What is the most effective technique to increase wealth and succeed in the stock market? It’s not through day trading, penny stock speculation, or any other risky strategy but it is what you read in the title, to find the stocks with high growth potential and no downside risk.
Investing in reliable companies with enormous growth potential and no downside risk is the best and most dependable approach to make money with stocks. Here are three stocks in particular that investors, both novice and seasoned, would prefer to look into in July 2022.
PayPal (NASDAQ: PYPL)
- Sector: Information Technology
- Price: $71.40
With 429 million active accounts and more than $1.2 trillion in annual payment volume, PayPal is a huge company. With shares down more than 60% so far in 2022, it is also one of the worst-performing stocks in the S&P 500 index.
Fair enough, there are some positive elements. PayPal’s recent growth in active users has been disappointing, and the business has acknowledged that it was unlikely to reach its growth goals (the company had been hoping for 750 million users within a few years). PayPal is now concentrating on monetizing its present user base.

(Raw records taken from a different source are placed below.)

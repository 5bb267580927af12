pub mod analytics;
pub mod api;
pub mod config;
pub mod error;
pub mod llm;
pub mod server;
pub mod trends;

use rand::{rngs::StdRng, SeedableRng};

pub use analytics::{
    AnalyticsMetrics, AnalyticsStore, GrowthMetrics, GrowthPoint, HistoricalComparison,
    HistoricalComparisonService, MetricsSummary, Period, TimeInterval, TimeRange,
};
pub use trends::{
    ContentFormat, ContentIdea, EstimatedViews, RecommendationType, Source, Sourced,
    TrendAnalyzer, TrendCategory, TrendRecommendation, TrendingItem,
};

/// Builds the random source for one named draw.
///
/// With a seed the stream depends only on `seed` and `scope`, so two draws for
/// the same scope produce the same values. Without one it is seeded from the OS.
pub fn scoped_rng(seed: Option<u64>, scope: &str) -> StdRng {
    match seed {
        Some(seed) => StdRng::seed_from_u64(seed ^ stable_hash64(scope)),
        None => StdRng::from_entropy(),
    }
}

pub fn stable_hash64(value: &str) -> u64 {
    use sha2::{Digest, Sha256};

    let mut hasher = Sha256::new();
    hasher.update(value.as_bytes());
    let digest = hasher.finalize();
    let mut bytes = [0u8; 8];
    bytes.copy_from_slice(&digest[..8]);
    u64::from_be_bytes(bytes)
}

pub fn round_to(value: f64, digits: i32) -> f64 {
    let factor = 10f64.powi(digits);
    (value * factor).round() / factor
}

pub fn format_number(value: f64) -> String {
    let rounded = value.round().max(0.0) as i64;
    let mut chars: Vec<char> = rounded.to_string().chars().collect();
    let mut result = String::new();
    let mut count = 0usize;

    while let Some(ch) = chars.pop() {
        if count == 3 {
            result.push(',');
            count = 0;
        }
        result.push(ch);
        count += 1;
    }

    result.chars().rev().collect()
}

/// Formats an already-scaled percentage with an explicit sign.
pub fn format_change(value: f64) -> String {
    format!("{:+.1}%", value)
}

pub fn format_ratio(value: f64) -> String {
    format!("{:.2}%", value * 100.0)
}
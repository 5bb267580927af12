use chrono::{Days, NaiveDate, Utc};
use serde::{Deserialize, Serialize};

use crate::analytics::{MetricsSummary, TimeRange};
use crate::round_to;

#[derive(Debug, Clone, PartialEq, Serialize, Deserialize)]
pub struct GrowthPoint {
    pub date: String,
    pub views: u64,
    pub followers: u64,
    pub engagement: f64,
}

pub fn synthesize_growth_trend(
    range: TimeRange,
    current: &MetricsSummary,
    previous: &MetricsSummary,
) -> Vec<GrowthPoint> {
    synthesize_growth_trend_on(range, current, previous, Utc::now().date_naive())
}

/// Linear series from `previous` (oldest point) to `current` (today), one
/// point per day, `trend_days + 1` points in total.
pub fn synthesize_growth_trend_on(
    range: TimeRange,
    current: &MetricsSummary,
    previous: &MetricsSummary,
    today: NaiveDate,
) -> Vec<GrowthPoint> {
    let days = range.trend_days().max(1);

    (0..=days)
        .rev()
        .map(|offset| {
            let progress = f64::from(days - offset) / f64::from(days);
            let date = today
                .checked_sub_days(Days::new(u64::from(offset)))
                .unwrap_or(today);

            GrowthPoint {
                date: date.format("%Y-%m-%d").to_string(),
                views: lerp(previous.views as f64, current.views as f64, progress)
                    .round()
                    .max(0.0) as u64,
                followers: lerp(previous.followers as f64, current.followers as f64, progress)
                    .round()
                    .max(0.0) as u64,
                engagement: round_to(lerp(previous.engagement, current.engagement, progress), 4),
            }
        })
        .collect()
}

fn lerp(from: f64, to: f64, progress: f64) -> f64 {
    from + (to - from) * progress
}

Despite the fact that this was undoubtedly frustrating for investors, it’s vital to remember what a strong corporation this is. With a 15 percent increase in revenue year over year in its main business during the first quarter, PayPal, the undisputed leader in online payments, has been growing impressively. In the quarter, the typical PayPal user completed 47 transactions, an increase of 11% from the previous year. And with an annual free cash flow of over $5 billion and incredible flexibility to spend in its own expansion, PayPal is a veritable cash generator.
Realty Income (NYSE: O)
- Sector: REIT
- Price: $70.15
- Dividend yield: 4.23%
Realty Income is arguably the best dividend stock overall available on the market. The real estate investment trust, or REIT, has increased the payout for 99 consecutive quarters at an annualized growth rate of 4.4 percent and has paid stockholders monthly dividends for 624 straight months. And it’s not just an income play either; since debuting on the New York Stock Exchange in 1994, Realty Income has produced an outstanding average annual return of 15.3 percent.
Retail tenants make up the majority of the single-tenant buildings in which Realty Income invests. According to the most recent data, the corporation owns more than 11,200 properties across Europe and the United States.
Don’t let the term “retail” worry you. The majority of Realty Income’s tenants are companies that are resilient to e-commerce challenges as well as recessions. Walgreens, Dollar General, FedEx, and Walmart are just a handful of Realty Income’s biggest clients. Creating wealth for long-term shareholders has been a top priority for this high-yielding dividend growth stock.
Disney (NYSE: DIS)
- Sector: Consumer Discretionary
- Price: $96.14
The epidemic caused Disney financially since it had to close or curtail operations at its theme parks, cruise lines, and movie theatres for much of 2020 and 2021. Asia’s theme parks are still impacted, too.
Disney’s main business, though, has roared back. Six of the upcoming seven days have no available reservations for at least one of the Walt Disney World theme parks, as of this writing. Its film franchises are once again profitable. Additionally, Disney’s merchandising and cruise businesses are doing well. Additionally, Disney has built a sizable recurring revenue stream that was essentially nonexistent prior to the pandemic thanks to the fantastic subscription growth from the Disney+, Hulu, and ESPN+ streaming services.
Disney’s company is doing better than it did before the epidemic, and as its streaming business develops, it should do much better. Moreover, the stock is currently trading close to its five-year low.
All three of these companies have a very strong foundation, successful operations, and a lengthy history of achievement and expansion. But given the significant economic challenges we are currently facing, it would be prudent to anticipate that volatility would last for some time. In around ten years, investors who purchase these will be happy they did, but in the meantime, expect some turbulence.